…Almost everything I’m wearing is clean.
…I have a hair appointment for next week, because that shit is desperately needed.
…It turns out I really did pay my final month’s rent and the law enforcement people need not pester me with summonses after all because that was a total overreaction, people, and also you can’t evict me from a place I don’t live in anymore. Get it together.
…I have three absolutely adorable nephews and 2/3 of what will undoubtedly be an absolutely adorable niece.
…My parents are still mostly able-bodied except for my mother’s selective head injury.
…When my boss told me he needed to speak with me and had me follow him into his office, it was only because he wanted me to move desks and not because he wanted me to leave the building immediately and cease drawing pay from the company. Which is sort of what I thought he was going to say, because who makes you come to their office to ask if they can move your desk? WTF, boss? Scared the crap out of me.
…No one else can smell that smell coming from my shoes. I don’t think.
…I have never felt the need to shop on Black Friday.
…I am a week into living in my house and it hasn’t done anything to scare me yet.

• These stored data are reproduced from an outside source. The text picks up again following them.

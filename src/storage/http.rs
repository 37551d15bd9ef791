use std::time::Duration;

use async_trait::async_trait;
use reqwest::{Client, RequestBuilder, StatusCode};

use super::{validate_key, ObjectEntry, ObjectStore};
use crate::error::{Result, SyncError};

/// REST object store: `GET`/`PUT`/`DELETE` on `{base}/{key}` and
/// `GET {base}/{prefix}?list` returning a JSON array of [`ObjectEntry`].
pub struct HttpObjectStore {
    base_url: String,
    client: Client,
    token: Option<String>,
}

impl HttpObjectStore {
    pub fn new(base_url: &str, token: Option<&str>) -> Result<Self> {
        let client = Client::builder()
            .connect_timeout(Duration::from_secs(15))
            .timeout(Duration::from_secs(60))
            .build()?;
        Ok(Self {
            base_url: base_url.trim_end_matches('/').to_string(),
            client,
            token: token.map(|t| t.to_string()),
        })
    }

    fn url(&self, key: &str) -> String {
        let encoded: Vec<String> = key
            .split('/')
            .map(|segment| urlencoding::encode(segment).into_owned())
            .collect();
        format!("{}/{}", self.base_url, encoded.join("/"))
    }

    fn authed(&self, request: RequestBuilder) -> RequestBuilder {
        match &self.token {
            Some(token) => request.bearer_auth(token),
            None => request,
        }
    }
}

fn status_error(op: &str, key: &str, status: StatusCode) -> SyncError {
    SyncError::Storage(format!("{op} {key}: HTTP {status}"))
}

#[async_trait]
impl ObjectStore for HttpObjectStore {
    async fn list(&self, prefix: &str) -> Result<Vec<ObjectEntry>> {
        let url = format!("{}?list", self.url(prefix));
        let response = self.authed(self.client.get(&url)).send().await?;
        let status = response.status();
        if status == StatusCode::NOT_FOUND {
            return Ok(Vec::new());
        }
        if !status.is_success() {
            return Err(status_error("list", prefix, status));
        }
        let mut entries: Vec<ObjectEntry> = response.json().await?;
        entries.retain(|e| e.key.starts_with(prefix));
        Ok(entries)
    }

    async fn read(&self, key: &str) -> Result<Option<Vec<u8>>> {
        validate_key(key)?;
        let response = self.authed(self.client.get(self.url(key))).send().await?;
        let status = response.status();
        if status == StatusCode::NOT_FOUND {
            return Ok(None);
        }
        if !status.is_success() {
            return Err(status_error("read", key, status));
        }
        Ok(Some(response.bytes().await?.to_vec()))
    }

    async fn write(&self, key: &str, data: Vec<u8>) -> Result<()> {
        validate_key(key)?;
        let response = self
            .authed(self.client.put(self.url(key)))
            .header("content-type", "application/octet-stream")
            .body(data)
            .send()
            .await?;
        let status = response.status();
        if !status.is_success() {
            return Err(status_error("write", key, status));
        }
        Ok(())
    }

    async fn delete(&self, key: &str) -> Result<()> {
        validate_key(key)?;
        let response = self.authed(self.client.delete(self.url(key))).send().await?;
        let status = response.status();
        if status.is_success() || status == StatusCode::NOT_FOUND {
            return Ok(());
        }
        Err(status_error("delete", key, status))
    }
}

…I have not actually engaged in any of the violence about which I have fantasized in the last year (but that intern had better watch out because I mean seriously).
…I am almost 100% confident that there will be no food poisoning this year.

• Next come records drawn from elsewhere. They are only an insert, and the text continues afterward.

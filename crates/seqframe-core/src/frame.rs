//! Frame - keyed collection of sequences

use std::hash::Hash;

use indexmap::IndexMap;

use crate::{SharedSequence, SyncError, SyncResult, Time};

/// Anything that can key a frame or cube
pub trait Key: Hash + Eq + Clone + std::fmt::Debug {}

impl<K: Hash + Eq + Clone + std::fmt::Debug> Key for K {}

/// Keyed sequences with no shared time grid.
/// Keys iterate in insertion order; a key holds at most one sequence.
#[derive(Clone, Debug)]
pub struct Frame<K, T, V> {
    seqs: IndexMap<K, SharedSequence<T, V>>,
}

impl<K: Key, T: Time, V> Frame<K, T, V> {
    pub fn new() -> Self {
        Frame {
            seqs: IndexMap::new(),
        }
    }

    /// Register an existing sequence under a new key
    pub fn add_seq(&mut self, key: K, seq: impl Into<SharedSequence<T, V>>) -> SyncResult<()> {
        if self.seqs.contains_key(&key) {
            return Err(SyncError::duplicate_key(&key));
        }
        self.seqs.insert(key, seq.into());
        Ok(())
    }

    /// Append to the sequence under `key`, creating it on first use
    pub fn add(&mut self, key: K, time: T, value: V) -> SyncResult<()> {
        self.entry(key).add(time, value)
    }

    /// Stage into the sequence under `key`, creating it on first use
    pub fn stage(&mut self, key: K, time: T, value: V) {
        self.entry(key).stage(time, value)
    }

    /// Accept staged items in every sequence.
    ///
    /// Every sequence is processed even if an earlier one fails; the first
    /// failure is returned.
    pub fn accept_staged(&mut self) -> SyncResult<()> {
        let mut first_err = None;
        for seq in self.seqs.values() {
            if let Err(e) = seq.accept_staged() {
                first_err.get_or_insert(e);
            }
        }
        match first_err {
            Some(e) => Err(e),
            None => Ok(()),
        }
    }

    pub fn clear_staged(&mut self) {
        for seq in self.seqs.values() {
            seq.clear_staged();
        }
    }

    /// Lookup that tolerates unknown keys
    pub fn get_seq(&self, key: &K) -> Option<&SharedSequence<T, V>> {
        self.seqs.get(key)
    }

    /// Lookup that fails on unknown keys
    pub fn require_seq(&self, key: &K) -> SyncResult<&SharedSequence<T, V>> {
        self.seqs.get(key).ok_or_else(|| SyncError::unknown_key(key))
    }

    pub fn contains_key(&self, key: &K) -> bool {
        self.seqs.contains_key(key)
    }

    pub fn keys(&self) -> impl Iterator<Item = &K> {
        self.seqs.keys()
    }

    pub fn iter(&self) -> impl Iterator<Item = (&K, &SharedSequence<T, V>)> {
        self.seqs.iter()
    }

    pub fn len(&self) -> usize {
        self.seqs.len()
    }

    pub fn is_empty(&self) -> bool {
        self.seqs.is_empty()
    }

    /// Total committed items across all sequences
    pub fn item_count(&self) -> usize {
        self.seqs.values().map(|seq| seq.len()).sum()
    }

    /// Reorder sequences by key
    pub fn sort_keys(&mut self)
    where
        K: Ord,
    {
        self.seqs.sort_keys();
    }

    pub(crate) fn insert_seq(&mut self, key: K, seq: SharedSequence<T, V>) {
        self.seqs.insert(key, seq);
    }

    fn entry(&mut self, key: K) -> &SharedSequence<T, V> {
        self.seqs.entry(key).or_insert_with(SharedSequence::empty)
    }
}

impl<K: Key, T: Time, V> Default for Frame<K, T, V> {
    fn default() -> Self {
        Self::new()
    }
}

#[cfg(test)]
mod tests {
    use super::*;
    use crate::Sequence;

    #[test]
    fn test_frame_add_creates_sequences_in_order() {
        let mut frame = Frame::new();
        frame.add("b", 1, 1.0).unwrap();
        frame.add("a", 2, 2.0).unwrap();
        frame.add("b", 3, 3.0).unwrap();

        let keys: Vec<_> = frame.keys().copied().collect();
        assert_eq!(keys, vec!["b", "a"]);
        assert_eq!(frame.require_seq(&"b").unwrap().len(), 2);
        assert_eq!(frame.item_count(), 3);
    }

    #[test]
    fn test_frame_duplicate_key() {
        let mut frame: Frame<&str, i64, i64> = Frame::new();
        frame.add_seq("x", Sequence::new()).unwrap();

        let err = frame.add_seq("x", Sequence::new()).unwrap_err();
        assert!(matches!(err, SyncError::DuplicateKey(_)));
        assert_eq!(frame.len(), 1);
    }

    #[test]
    fn test_frame_lookup() {
        let mut frame: Frame<&str, i64, i64> = Frame::new();
        frame.add("x", 1, 1).unwrap();

        assert!(frame.get_seq(&"missing").is_none());
        assert!(matches!(
            frame.require_seq(&"missing"),
            Err(SyncError::UnknownKey(_))
        ));
    }

    #[test]
    fn test_frame_stage_accept() {
        let mut frame: Frame<&str, i64, i64> = Frame::new();
        frame.stage("x", 3, 3);
        frame.stage("x", 1, 1);
        frame.stage("y", 2, 2);
        frame.stage("y", 2, 2);

        assert!(frame.accept_staged().is_err());
        assert_eq!(frame.require_seq(&"x").unwrap().len(), 2);
        assert_eq!(frame.require_seq(&"y").unwrap().len(), 1);
    }
}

Almost all M ost Some of my readers are still regularly reading and commenting.
…No one has found anything kind of weird and unidentifiable in any of my medical tests.
…I still know my name and where I live almost every time someone asks.
…I’ve never seen my own ass on that stock footage they use when they do obesity stories on the news.
…I have opposable thumbs. No, really. We take them for granted but they’re awesome.
…I’m not dating anyone so I don’t have to shave more than once a week.
…I never developed a third eye even though I lived really close to Three Mile Island when it went wonky.
…I’ve only fleetingly thought of turning to prostitution as a way to make a living, and then only when I could be really picky about the Johns.
…Justin Timberlake brought sexy back.
Happy Thanksgiving, my darling readers. What totally sincere thing are you thankful for?